From the opening line of the records through the line bearing "use ember_engine::Context;", set down every line exactly.
[Task data — start]
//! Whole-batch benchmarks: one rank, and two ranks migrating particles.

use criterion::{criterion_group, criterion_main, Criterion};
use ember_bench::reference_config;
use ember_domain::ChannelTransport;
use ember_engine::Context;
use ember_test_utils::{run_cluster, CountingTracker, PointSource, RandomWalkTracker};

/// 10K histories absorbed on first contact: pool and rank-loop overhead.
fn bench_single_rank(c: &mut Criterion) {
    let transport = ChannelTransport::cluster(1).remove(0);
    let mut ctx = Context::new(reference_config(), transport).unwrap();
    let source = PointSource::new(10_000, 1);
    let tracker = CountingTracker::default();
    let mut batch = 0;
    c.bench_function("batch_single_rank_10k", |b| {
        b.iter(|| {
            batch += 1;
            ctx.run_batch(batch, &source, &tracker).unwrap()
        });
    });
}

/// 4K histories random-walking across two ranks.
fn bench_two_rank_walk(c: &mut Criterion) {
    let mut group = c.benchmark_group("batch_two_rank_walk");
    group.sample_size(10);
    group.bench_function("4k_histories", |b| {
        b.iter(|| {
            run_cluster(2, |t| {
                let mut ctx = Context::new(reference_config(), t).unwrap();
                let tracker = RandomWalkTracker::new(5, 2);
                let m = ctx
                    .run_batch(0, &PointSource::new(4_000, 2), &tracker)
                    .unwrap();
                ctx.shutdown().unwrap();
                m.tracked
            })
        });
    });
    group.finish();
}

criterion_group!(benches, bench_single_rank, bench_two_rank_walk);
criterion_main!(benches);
[Task data — finish]
● Response below:
//! Whole-batch benchmarks: one rank, and two ranks migrating particles.

use criterion::{criterion_group, criterion_main, Criterion};
use ember_bench::reference_config;
use ember_domain::ChannelTransport;
use ember_engine::Context;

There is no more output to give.